Just because somebody expresses their pain through moodiness or anger or pretend-happiness doesn’t mean they are suffering any less; it is just the way that they are made. Although I initially cried for my Nonna until the funeral, for months on end afterwards I was in such turmoil that not eating and being in ‘self-destruct mode’ gave me something else to focus on. I was so determined to be strong for my family that I wanted to block out all emotion, and starvation allowed me to do that. On the outside I was losing weight but on the inside that little voice inside my head kept telling me that everything was ok.

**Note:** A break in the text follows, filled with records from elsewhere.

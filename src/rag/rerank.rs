//! Cross-encoder relevance reranking.
//!
//! Vector similarity is a coarse relevance signal; the rerank stage rescores
//! the MMR-selected candidates with a model trained directly on
//! query/document relevance and keeps only the top few.

use super::ContextPassage;
use crate::error::{Result, SporreError};
use async_trait::async_trait;
use serde::Deserialize;
use tracing::{debug, instrument};

const COHERE_RERANK_ENDPOINT: &str = "https://api.cohere.com/v1/rerank";

/// Trait for relevance rerankers.
#[async_trait]
pub trait Reranker: Send + Sync {
    /// Reorder passages by learned relevance to the query and truncate to
    /// `top_n`, descending.
    async fn rerank(
        &self,
        query: &str,
        passages: Vec<ContextPassage>,
        top_n: usize,
    ) -> Result<Vec<ContextPassage>>;
}

/// Reranker backed by Cohere's rerank API.
pub struct CohereReranker {
    http: reqwest::Client,
    api_key: Option<String>,
    model: String,
}

#[derive(Debug, Deserialize)]
struct RerankResponse {
    results: Vec<RerankEntry>,
}

#[derive(Debug, Deserialize)]
struct RerankEntry {
    index: usize,
    relevance_score: f32,
}

impl CohereReranker {
    pub fn new(api_key: Option<String>, model: impl Into<String>) -> Self {
        Self {
            http: reqwest::Client::new(),
            api_key,
            model: model.into(),
        }
    }
}

#[async_trait]
impl Reranker for CohereReranker {
    #[instrument(skip(self, passages), fields(count = passages.len()))]
    async fn rerank(
        &self,
        query: &str,
        passages: Vec<ContextPassage>,
        top_n: usize,
    ) -> Result<Vec<ContextPassage>> {
        if passages.is_empty() || top_n == 0 {
            return Ok(Vec::new());
        }

        let api_key = self.api_key.as_deref().ok_or_else(|| {
            SporreError::Rerank(
                "Rerank API key not configured (set COHERE_API_KEY or rerank.api_key)".to_string(),
            )
        })?;

        let documents: Vec<&str> = passages.iter().map(|p| p.text.as_str()).collect();

        let response = self
            .http
            .post(COHERE_RERANK_ENDPOINT)
            .bearer_auth(api_key)
            .json(&serde_json::json!({
                "model": self.model,
                "query": query,
                "documents": documents,
                "top_n": top_n,
            }))
            .send()
            .await?
            .error_for_status()?;

        let parsed: RerankResponse = response.json().await?;
        debug!("Reranked {} passages to {}", passages.len(), parsed.results.len());

        map_rerank_results(passages, parsed.results, top_n)
    }
}

/// Map API result entries back onto the submitted passages.
fn map_rerank_results(
    passages: Vec<ContextPassage>,
    mut results: Vec<RerankEntry>,
    top_n: usize,
) -> Result<Vec<ContextPassage>> {
    results.sort_by(|a, b| {
        b.relevance_score
            .partial_cmp(&a.relevance_score)
            .unwrap_or(std::cmp::Ordering::Equal)
    });

    let mut reranked = Vec::with_capacity(top_n.min(results.len()));
    for entry in results.into_iter().take(top_n) {
        let passage = passages.get(entry.index).ok_or_else(|| {
            SporreError::Rerank(format!("Rerank result index {} out of range", entry.index))
        })?;
        reranked.push(ContextPassage {
            relevance: entry.relevance_score,
            ..passage.clone()
        });
    }

    Ok(reranked)
}

#[cfg(test)]
mod tests {
    use super::*;

    fn passage(text: &str) -> ContextPassage {
        ContextPassage {
            video_id: "video1".to_string(),
            title: "Test Video".to_string(),
            text: text.to_string(),
            relevance: 0.0,
        }
    }

    #[test]
    fn test_map_results_sorts_and_truncates() {
        let passages = vec![passage("a"), passage("b"), passage("c")];
        let results = vec![
            RerankEntry { index: 2, relevance_score: 0.4 },
            RerankEntry { index: 0, relevance_score: 0.9 },
            RerankEntry { index: 1, relevance_score: 0.7 },
        ];

        let reranked = map_rerank_results(passages, results, 2).unwrap();
        assert_eq!(reranked.len(), 2);
        assert_eq!(reranked[0].text, "a");
        assert!((reranked[0].relevance - 0.9).abs() < f32::EPSILON);
        assert_eq!(reranked[1].text, "b");
    }

    #[test]
    fn test_map_results_rejects_out_of_range_index() {
        let passages = vec![passage("only")];
        let results = vec![RerankEntry { index: 5, relevance_score: 0.5 }];
        assert!(map_rerank_results(passages, results, 4).is_err());
    }

    #[tokio::test]
    async fn test_missing_api_key_fails() {
        let reranker = CohereReranker::new(None, "rerank-english-v3.0");
        let err = reranker
            .rerank("question", vec![passage("text")], 4)
            .await
            .unwrap_err();
        assert!(matches!(err, SporreError::Rerank(_)));
    }

    #[tokio::test]
    async fn test_empty_passages_short_circuit() {
        let reranker = CohereReranker::new(None, "rerank-english-v3.0");
        let reranked = reranker.rerank("question", Vec::new(), 4).await.unwrap();
        assert!(reranked.is_empty());
    }
}
//! Transcript resolution over ordered caption sources.
//!
//! A video can carry a manually authored caption track, an automatically
//! generated one, both, or neither. The resolver walks an explicit ordered
//! attempt list and returns the first source that yields data, tagged with
//! where it came from.

mod youtube;

pub use youtube::YtDlpTranscripts;

use crate::error::{Result, SporreError};
use async_trait::async_trait;
use serde::{Deserialize, Serialize};
use std::sync::Arc;
use tracing::debug;

/// A single timed caption segment.
#[derive(Debug, Clone, PartialEq)]
pub struct TranscriptSegment {
    /// Caption text.
    pub text: String,
    /// Start offset in the video, seconds.
    pub start_seconds: f64,
    /// Segment duration, seconds.
    pub duration_seconds: f64,
}

/// Which caption source produced a resolved transcript.
#[derive(Debug, Clone, Copy, PartialEq, Eq, Serialize, Deserialize)]
#[serde(rename_all = "lowercase")]
pub enum TranscriptSource {
    /// Manually authored captions.
    Manual,
    /// Automatically generated captions.
    Auto,
}

impl std::fmt::Display for TranscriptSource {
    fn fmt(&self, f: &mut std::fmt::Formatter<'_>) -> std::fmt::Result {
        match self {
            TranscriptSource::Manual => write!(f, "manual"),
            TranscriptSource::Auto => write!(f, "auto"),
        }
    }
}

/// A fully resolved transcript for one video.
#[derive(Debug, Clone)]
pub struct ResolvedTranscript {
    /// Segment texts joined with single spaces, in original order.
    pub text: String,
    /// Language the transcript was resolved in.
    pub language: String,
    /// Which source won the attempt list.
    pub source: TranscriptSource,
}

/// Trait for caption track providers.
///
/// `Ok(None)` means the provider has no track of that kind in the requested
/// language. A video with captions turned off entirely fails with
/// `TranscriptsDisabled` instead.
#[async_trait]
pub trait TranscriptProvider: Send + Sync {
    /// Fetch the manually authored track, if one exists.
    async fn manual(
        &self,
        video_id: &str,
        language: &str,
    ) -> Result<Option<Vec<TranscriptSegment>>>;

    /// Fetch the automatically generated track, if one exists.
    async fn generated(
        &self,
        video_id: &str,
        language: &str,
    ) -> Result<Option<Vec<TranscriptSegment>>>;
}

/// Resolves a transcript by walking caption sources in preference order.
pub struct TranscriptResolver {
    provider: Arc<dyn TranscriptProvider>,
    language: String,
}

impl TranscriptResolver {
    pub fn new(provider: Arc<dyn TranscriptProvider>, language: impl Into<String>) -> Self {
        Self {
            provider,
            language: language.into(),
        }
    }

    /// Resolve the transcript for a video.
    ///
    /// Attempts, in order: manual captions, then generated captions, both in
    /// the configured language. The first attempt that yields a non-empty
    /// track wins. Fails with `TranscriptNotFound` when no attempt yields
    /// data; `TranscriptsDisabled` from the provider propagates as-is. Both
    /// failures are terminal for the video.
    pub async fn resolve(&self, video_id: &str) -> Result<ResolvedTranscript> {
        const ATTEMPTS: [TranscriptSource; 2] = [TranscriptSource::Manual, TranscriptSource::Auto];

        for source in ATTEMPTS {
            let segments = match source {
                TranscriptSource::Manual => {
                    self.provider.manual(video_id, &self.language).await?
                }
                TranscriptSource::Auto => {
                    self.provider.generated(video_id, &self.language).await?
                }
            };

            let Some(segments) = segments else {
                debug!("No {} transcript for {} in {}", source, video_id, self.language);
                continue;
            };

            let text = join_segments(&segments);
            if text.is_empty() {
                debug!("Empty {} transcript for {}, trying next source", source, video_id);
                continue;
            }

            return Ok(ResolvedTranscript {
                text,
                language: self.language.clone(),
                source,
            });
        }

        Err(SporreError::TranscriptNotFound(self.language.clone()))
    }
}

/// Join segment texts with single spaces, preserving order.
fn join_segments(segments: &[TranscriptSegment]) -> String {
    segments
        .iter()
        .map(|s| s.text.trim())
        .filter(|t| !t.is_empty())
        .collect::<Vec<_>>()
        .join(" ")
}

Everything was far from ok.
Inside I felt like a scared little girl that just wanted a hug from her Nonna and to sit down holding her hand whilst she told me stories from the past. I remember in my darkest moments pleading aloud for God to end my life too because I couldn’t stand to live with the agony any longer. There were times when I gladly would have welcomed death with open arms, just to escape the madness that was going on inside my head; the deafening roar that was seemingly endless. You know what though?
I GOT THROUGH IT!
It took years of therapy, medication, tears and tantrums that still continue to this day but I got through the worst of it. There are more good days than bad and I know that the more effort I put into using the skills I have been taught in therapy, the easier it will become.
Next week I am filming a short DVD for the NHS in which I will talk about how therapy has changed my life. It is a small way in which I can try to help others who are in need because were it not for the intensive care I received, these words would not have been written. It probably sounds rather dramatic but there is no point in skirting around what is obvious to myself and those closest to me. I do not speak for attention or shock factor but merely because I want to highlight just how desperate an event, like the loss of a close family member, can destroy so many lives for such a very long time.
Anyhow, I want people to know and please remember that it is ok to cry. It’s ok to be angry because you’ve lost your unborn child or your much loved Nonna or your dad or your puppy or your girlfriend. It doesn’t matter what the kind of loss it is, pain is pain and very individual for each of us. There isn’t a time limit on how long you should feel intense distress, and anyone who tries to tell you differently is not worth taking up space in your brain. Focus on you and your recovery; not the unkindness or rumours that you hear along the grapevine.
You are strong, worth it and wonderful. Really, you are.